Joe Sacco, born in Malta, living in Portland, spent
two months living, writing and drawing in the Occupied
Territories in the winter of 1991-2, the time of the
first intifada. Presently, 10 years later, his nine
comic book series have come out in one volume
(www.fantagraphics.com), with an introductory essay by
Edward Said. 

Joe shows his journey through his drawings. He begins
from living in Jerusalem and taking taxis spending
afternoons in Hebron, Ramallah and Nablus. In
Jerusalem he meets a young Jewish-American who is in
Israel to discover his roots, in Nablus he draws a
crowd of curious onlookers and among them someone
rolls up his sleeve to show a live ammunition bullet
wound, someone else has on his hairline the scar made
by a plastic bullet.

Whenever Joe encounters the intifada: a demonstration,
stone throwing, jeeps of soldiers pulling in he jumps
into a taxi and exits the scene. By the evening, he
lets off steam in a nightclub in the New City in
Jerusalem. This is Joe at the beginning of his
journey. 

The realities of the Occupation pile up around him. He
visits a hospital, where the bullet injuries for the
morning "are only four", and a female doctor tells him
a story of soldiers following ambulances in, entering
the emergency room and interrogating the wounded. As
he hears stories of a demolished home, or the cutting
down of olive trees by soldiers, the stories of the
living conditions of the inmates of the prison Ansar
Three (built to deal with the intifada overflow) he
draws the people who are telling these stories, their
homes where he is listening to them, along with the
story he is hearing. 

When Joe begins to live with people in refugee camps
in the West Bank and Gaza he arrives at his most
memorable images.

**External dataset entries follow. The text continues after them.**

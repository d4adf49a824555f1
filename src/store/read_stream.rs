//! Sequential-access-optimized read streams.
//!
//! [`ObjectReader`] owns one live network stream over an object and a
//! `bytes_processed` counter tracking the expected next offset; a read at
//! any other offset re-issues a ranged request. [`ManagedReadStream`]
//! adds mount-path bookkeeping, an eager in-memory buffer for small
//! objects, and open/close recycling so the pre-opener can reuse
//! connections across objects.

use std::io::{self, Read};
use std::sync::Arc;

use tracing::debug;

use crate::config::SEQUENTIAL_READ_BUFFER_SIZE;
use crate::error::Result;
use crate::s3path::S3MountConfig;
use crate::store::Connection;

// ── ObjectReader ─────────────────────────────────────────────────────────────

/// A readable stream over one object, positioned at `bytes_processed`.
pub struct ObjectReader {
    connection: Arc<Connection>,
    key: String,
    body: Option<reqwest::blocking::Response>,
    bytes_processed: u64,
}

impl ObjectReader {
    /// Opens a stream at offset 0. Fails if the object does not exist.
    pub fn open(connection: Arc<Connection>, key: String) -> Result<Self> {
        let body = connection.open_ranged(&key, 0)?;
        Ok(ObjectReader {
            connection,
            key,
            body,
            bytes_processed: 0,
        })
    }

    pub fn key(&self) -> &str {
        &self.key
    }

    /// Reads up to `length` bytes at `offset`, seeking first when the
    /// offset does not continue the stream. Short only at end of data.
    pub fn read_at(&mut self, length: usize, offset: u64) -> Result<Vec<u8>> {
        if offset != self.bytes_processed {
            self.seek(offset)?;
        }
        let mut buf = vec![0u8; length];
        let mut filled = 0;
        while filled < length {
            match Read::read(self, &mut buf[filled..])? {
                0 => break,
                n => filled += n,
            }
        }
        buf.truncate(filled);
        Ok(buf)
    }

    /// Replaces the network stream with one starting at `offset`.
    fn seek(&mut self, offset: u64) -> Result<()> {
        self.body = self.connection.open_ranged(&self.key, offset)?;
        self.bytes_processed = offset;
        Ok(())
    }
}

impl Read for ObjectReader {
    fn read(&mut self, buf: &mut [u8]) -> io::Result<usize> {
        let Some(body) = self.body.as_mut() else {
            return Ok(0);
        };
        let n = body.read(buf)?;
        self.bytes_processed += n as u64;
        Ok(n)
    }
}

// ── ManagedReadStream ────────────────────────────────────────────────────────

/// A recyclable per-object read stream addressed by mount-relative path.
///
/// Each instance owns an independent connection so streams can be handed
/// between the pre-opener thread and the mount thread without sharing
/// network state. Closing a stream releases the object but keeps the
/// connection for the next `open`.
pub struct ManagedReadStream {
    config: S3MountConfig,
    connection: Arc<Connection>,
    prefetch_limit: u64,
    fuse_path: Option<String>,
    reader: Option<ObjectReader>,
    small_read_buf: Option<Vec<u8>>,
}

impl ManagedReadStream {
    pub fn new(config: &S3MountConfig) -> Result<Self> {
        Self::with_prefetch_limit(config, SEQUENTIAL_READ_BUFFER_SIZE as u64)
    }

    /// As [`Self::new`] with an explicit small-file prefetch threshold.
    pub fn with_prefetch_limit(config: &S3MountConfig, prefetch_limit: u64) -> Result<Self> {
        let connection = Arc::new(Connection::new(config)?);
        Ok(ManagedReadStream {
            config: config.clone(),
            connection,
            prefetch_limit,
            fuse_path: None,
            reader: None,
            small_read_buf: None,
        })
    }

    /// The mount path this stream currently serves, if open.
    pub fn fuse_path(&self) -> Option<&str> {
        self.fuse_path.as_deref()
    }

    pub fn is_open(&self) -> bool {
        self.reader.is_some() || self.small_read_buf.is_some()
    }

    /// Opens the object behind `fuse_path`, closing any previous object
    /// first. When the listed size is at or below the prefetch limit the
    /// whole object is drained into memory and the network stream is
    /// released immediately.
    pub fn open(&mut self, fuse_path: &str, size_hint: Option<u64>) -> Result<()> {
        self.close();

        let key = self.config.reconstructed_key(fuse_path);
        debug!(uri = %self.config.uri_for_path(fuse_path), "opening object stream");
        let mut reader = ObjectReader::open(Arc::clone(&self.connection), key)?;

        match size_hint {
            Some(size) if size <= self.prefetch_limit => {
                let mut buf = Vec::with_capacity(size as usize);
                reader.read_to_end(&mut buf)?;
                self.small_read_buf = Some(buf);
            }
            _ => self.reader = Some(reader),
        }
        self.fuse_path = Some(fuse_path.to_string());
        Ok(())
    }

    /// Serves a read from the in-memory buffer when present, otherwise
    /// from the network stream. A closed stream reads as empty.
    pub fn read_at(&mut self, length: usize, offset: u64) -> Result<Vec<u8>> {
        if let Some(buf) = &self.small_read_buf {
            let start = buf.len().min(offset as usize);
            let end = buf.len().min(start + length);
            return Ok(buf[start..end].to_vec());
        }
        match self.reader.as_mut() {
            Some(reader) => reader.read_at(length, offset),
            None => Ok(Vec::new()),
        }
    }

    /// Releases the object; the stream can be re-opened on another path.
    pub fn close(&mut self) {
        self.reader = None;
        self.small_read_buf = None;
        self.fuse_path = None;
    }
}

Of Jabalia refugee camp the unpaved
alleys, the corrugated asbestos roofs held down by
bricks, the mud inside the homes, the watch towers of
the soldiers, the roadblocks are my first images of
the living conditions of the Palestinians. The last
time I have seen similar images are of Soweto and
other townships under the South African apartheid
regime. 

The book ends with an event that Joe witnessed, and he
tells it thus in the boxes that accompany the
images: "a group of Israeli soldiers stopped a
Palestinian youth of 12 or 13. The soldiers took cover
under an awning and they made the boy remove his
keffiyeh and pointed to where he should stand - in the
rain. Perhaps for the boy it was one of dozens of
humiliations, bad enough in his personal scheme of
things, but no worse than others he's experienced. I'd
come for the occupation, and I found what I'd come to
find, and here it was again, and something else,
too... The boy stood there and answered their
questions, and what choice did he have? But what was
he thinking? Was it, one day it will be a better world
and these soldiers and I will greet each other as
neighbours? Or was it simply: one day, ONE DAY! And
beyond the particular abuses of this time and place,
beyond the really big questions - the status of
Jerusalem, the future of the settlements, the return
of the refugees, et cetera - which must be raised and
then hurdled if there ever is to be peace here, is
something else - a boy standing in the rain and what
is he thinking? And if I'd guessed before I got here,
and found with little astonishment once I'd arrived,
what can happen to someone who thinks he has all the
power, what of this - what becomes of someone when he
believes to have none?" 

You should see the five panels of illustrations that
go with this.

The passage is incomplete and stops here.